Juntos, bajamos la pendiente de la tranquila avenida de las afueras y nos detuvimos ante una pequeña casa independiente repleta de carteles de agencias inmobiliarias. En el jardín había descuidados arbustos de laurel y acacias que crecían a su antojo; en medio de aquella maraña arbórea podía verse un cartel que rezaba:
Smith, con una prudente mirada a derecha y a izquierda, abrió la cancela de madera y me condujo por el sendero de grava.
La oscuridad lo envolvía todo, unos veinte metros nos separaban de la farola más próxima.
Procedente de la selva en miniatura que rodeaba el sendero, sonó un ligero silbido.
—¿Carter? —preguntó Smith con un exabrupto.
De la maraña surgió una figura envuelta en sombras y a duras penas distinguí a un hombre ataviado con la discreta sarga azul que constituye el uniforme de calle de la policía.
—¿Qué? —le espetó mi compañero.
—El señor Slattin ha regresado hace diez minutos, señor —informó el agente—. Ha llegado en un taxi que se ha marchado enseguida.
—¿No ha vuelto a salir?
—Pocos minutos después de su llegada —prosiguió el hombre—, ha llegado otro coche y una mujer se ha apeado del mismo.
—¡Una mujer!
—La misma, señor, que había venido antes.
—¡Smith! —susurré estirándole del brazo—, ¿se trata de…?
Se volvió hacia mí y asintió.
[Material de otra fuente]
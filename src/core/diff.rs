//! Line-set difference between two text blocks
//!
//! Splitting follows [`str::lines`]: an empty input yields no lines and a
//! trailing line break does not produce a trailing empty line. The
//! difference keeps the first-occurrence order of set A, so output is
//! deterministic across runs.

use crate::{
    core::registry::{CommandHandler, CommandOptions, CommandRegistry, CommandSpec},
    error::Result,
    output::{OutputSink, Style},
};
use std::collections::HashSet;
use tracing::debug;

/// Outcome of a line-set difference
#[derive(Debug, Clone, PartialEq, Eq)]
pub struct DiffReport {
    /// Number of lines in set A, duplicates included
    pub a_line_count: usize,
    /// Number of lines in set B, duplicates included
    pub b_line_count: usize,
    /// Lines present in A but absent from B, deduplicated, in
    /// first-occurrence order
    pub unique_lines: Vec<String>,
}

impl DiffReport {
    /// Number of differing lines
    pub fn unique_count(&self) -> usize {
        self.unique_lines.len()
    }

    /// Write the report to an output sink
    ///
    /// Summary and marker lines use the accent style; the differing lines
    /// themselves pass through plain. When nothing differs, only the
    /// counts are written.
    pub fn write_to(&self, sink: &mut dyn OutputSink) -> Result<()> {
        sink.write_line("", Style::Plain)?;
        sink.write_line("Arguments line count", Style::Accent)?;
        sink.write_line(&format!("  -a: {}", self.a_line_count), Style::Accent)?;
        sink.write_line(&format!("  -b: {}", self.b_line_count), Style::Accent)?;
        sink.write_line(
            &format!("list diff count: {}", self.unique_count()),
            Style::Accent,
        )?;

        if self.unique_count() > 0 {
            sink.write_line(">>>", Style::Accent)?;
            for line in &self.unique_lines {
                sink.write_line(line, Style::Plain)?;
            }
            sink.write_line("<<<", Style::Accent)?;
        }

        Ok(())
    }
}

/// Compute the set difference `A - B` over the line sets of two text blocks
///
/// Duplicate lines within either input collapse to a single membership
/// entry; the result lists each differing line once.
pub fn diff_lines(a: &str, b: &str) -> DiffReport {
    let a_line_count = a.lines().count();
    let b_line_count = b.lines().count();

    let b_set: HashSet<&str> = b.lines().collect();
    let mut seen = HashSet::new();
    let mut unique_lines = Vec::new();

    for line in a.lines() {
        if !b_set.contains(line) && seen.insert(line) {
            unique_lines.push(line.to_string());
        }
    }

    DiffReport {
        a_line_count,
        b_line_count,
        unique_lines,
    }
}

/// The `diff` subcommand: report lines present in set A but absent from set B
pub struct DiffCommand;

impl DiffCommand {
    /// Name under which the command is registered
    pub const NAME: &'static str = "diff";

    const DESCRIPTION: &'static str = "Compute the set difference of two line sets";
    const PLATFORMS: &'static str = "Windows/Linux/MacOS";

    /// Register this command in the given registry
    pub fn register(registry: &mut CommandRegistry) -> Result<()> {
        registry.register(Box::new(Self))
    }
}

impl CommandHandler for DiffCommand {
    fn spec(&self) -> CommandSpec {
        CommandSpec {
            name: Self::NAME,
            description: Self::DESCRIPTION,
            platforms: Self::PLATFORMS,
        }
    }

    fn run(&self, options: &CommandOptions, sink: &mut dyn OutputSink) -> Result<()> {
        let a = options.require("a")?;
        let b = options.require("b")?;

        let report = diff_lines(a, b);
        debug!(
            "Computed diff: {} line(s) in -a, {} line(s) in -b, {} unique",
            report.a_line_count,
            report.b_line_count,
            report.unique_count()
        );

        report.write_to(sink)
    }
}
Me dio un vuelco el corazón. En aquel momento comprendí de repente qué papel tenía Slattin en todo aquel asunto. Hacía dos años, durante la batalla contra la banda del criminal chino, habíamos contado con un aliado en el bando enemigo: Karamaneh, la hermosa esclava, cuya presencia en aquellos acontecimientos había iluminado con la opulencia de la antigua Arabia una trama que llegó a ser sórdida en ocasiones, un personaje digno de Las mil y una noches; Karamaneh, a quien había considerado sincera, cuya insondable alma oriental creí conocer, necio de mí, hasta el último recoveco.
Ahora, de nuevo, estaba adoptando el viejo papel de doble espía, fingiendo revelar los secretos de Fu-Manchú a la vez que —no me cabía la menor duda— engatusaba a los hombres para atraerlos hacia las redes de aquel terrorífico pescador.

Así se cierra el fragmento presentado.